W Chinach wzmacnia się trend przenoszenia produkcji tekstyliów i odzieży do innych krajów. Chińskie fabryki, wobec wysokich kosztów surowców włókienniczych na miejscowym rynku i szybko rosnących kosztów pracy – poszukują miejsc poza Chinami, gdzie produkcja tekstyliów jest tańsza.
W ostatnich miesiącach, 15 fabryk, w tym duża firma notowana na giełdach Texhong Textile Group and Bros Eastern Co. transferowały swą produkcję za granicę.
Oprócz Bangladesz, głównym krajem docelowym relokacji produkcji tekstyliów stał się Wietnam.
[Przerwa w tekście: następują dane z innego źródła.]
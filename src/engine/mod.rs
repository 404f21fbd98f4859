// ==========================================
// 工艺路线编排系统 - 引擎层
// ==========================================
// 职责: 编排状态模型与只读投影算法
// - 推荐工序桶（默认 / 自定义 / 隐藏叠加）
// - 时间轴排序器 + 撤销/重做历史
// - 路线矩阵组合检测
// - 导出列解析
// 红线: 引擎内不做 I/O，不阻塞，所有调用同步完成
// ==========================================

pub mod bucket;
pub mod export_resolver;
pub mod history;
pub mod matrix_detector;
pub mod sequencer;
pub mod session;

// 重导出核心引擎
pub use bucket::{
    CustomOperationForm, EditSession, FormValidationError, OperationOrigin,
    RecommendationBuckets, StaleEditPolicy, VisibleOperation,
};
pub use export_resolver::{
    ExportResolver, RegistrationTier, ResolutionConfig, SourceRegistry,
    DEFAULT_REGISTRATION_ORDER,
};
pub use history::{HistoryEntry, TimelineHistory};
pub use matrix_detector::MatrixDetector;
pub use sequencer::{
    drop_index_for_offset, SequentialStepIdGenerator, StepIdGenerator, TimelineSequencer,
    UuidStepIdGenerator,
};
pub use session::RoutingSession;
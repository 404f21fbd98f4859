// ==========================================
// 工艺路线编排系统 - 保存协作方接口层
// ==========================================
// 红线: Repository 不含业务逻辑
// ==========================================
// 职责: 工艺路线组的保存/查询接口，屏蔽存储细节
// ==========================================

pub mod error;
pub mod routing_group_repo;

// 重导出核心仓储
pub use error::{RepositoryError, RepositoryResult};
pub use routing_group_repo::{InMemoryRoutingGroupRepository, RoutingGroupRepository};
// ==========================================
// 工艺路线编排系统 - 编排工作区 API
// ==========================================
// 职责: 单个物料上下文的同步门面
// - 推荐桶（默认 / 自定义 / 隐藏）
// - 时间轴编排 + 撤销/重做
// - 路线矩阵检测与级联过滤
// 说明: 每次变更同步返回最新只读视图，调用方不直接持有引擎
// ==========================================

use serde::{Deserialize, Serialize};
use std::sync::Arc;
use tracing::{debug, info};

use crate::api::error::ApiResult;
use crate::config::RoutingConfig;
use crate::domain::mapping::ExportDataset;
use crate::domain::matrix::{MatrixDefinition, MatrixField, MatrixFilter, MatrixOption, MatrixSummary};
use crate::domain::operation::{
    BucketKey, CandidateRecommendation, CustomEntry, DragPayload, Operation, OperationKey,
};
use crate::domain::step::{RoutingCodesPatch, StepTimesPatch, TimelineMetrics, TimelineStep};
use crate::engine::bucket::{CustomOperationForm, EditSession, RecommendationBuckets, VisibleOperation};
use crate::engine::export_resolver::{ExportResolver, ResolutionConfig};
use crate::engine::matrix_detector::MatrixDetector;
use crate::engine::sequencer::{drop_index_for_offset, StepIdGenerator, UuidStepIdGenerator};
use crate::engine::session::RoutingSession;
use crate::importer::CandidateMapper;

// ==========================================
// 只读视图
// ==========================================

/// 时间轴只读视图
#[derive(Debug, Clone, PartialEq, Serialize, Deserialize)]
#[serde(rename_all = "camelCase")]
pub struct TimelineView {
    pub item_code: String,
    pub steps: Vec<TimelineStep>,
    pub metrics: TimelineMetrics,
    pub can_undo: bool,
    pub can_redo: bool,
}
Poza tym, ostatnio produkcja przędz i tkanin przenoszona była z Chin do Indonezji, Korei Południowej a nawet do USA.
Hangzhou – Keer Group jest pierwszym chińskim przedsiębiorstwem, które całkowicie przeniosło produkcję przędzy do USA. Inwestycja w przędzalnię bawełny zlokalizowaną w Południowej Karolinie opiewa na 218 milionów dolarów a proces relokacji produkcji zakończony zostanie w lutym tego roku.
Rosnące koszty produkcji w Chinach i jednocześnie coraz większe koszty transportu wyrobów sprawiają, że równolegle nasila się proces powrotu z Chin wcześniej przeniesionej tam produkcji i usług do niektórych krajów europejskich, USA, Japonii, Indonezji i Japonii.
Polskim przykładem takich działań jest firma odzieżowa Próchnik – polski producent wysokiej jakości garderoby męskiej (płaszcze, kurtki, garnitury, marynarki, spodnie), która wcześniej przeniosła produkcję do Azji, a od wiosny 2014 r. chce wszystkie swoje ubrania szyć w Polsce.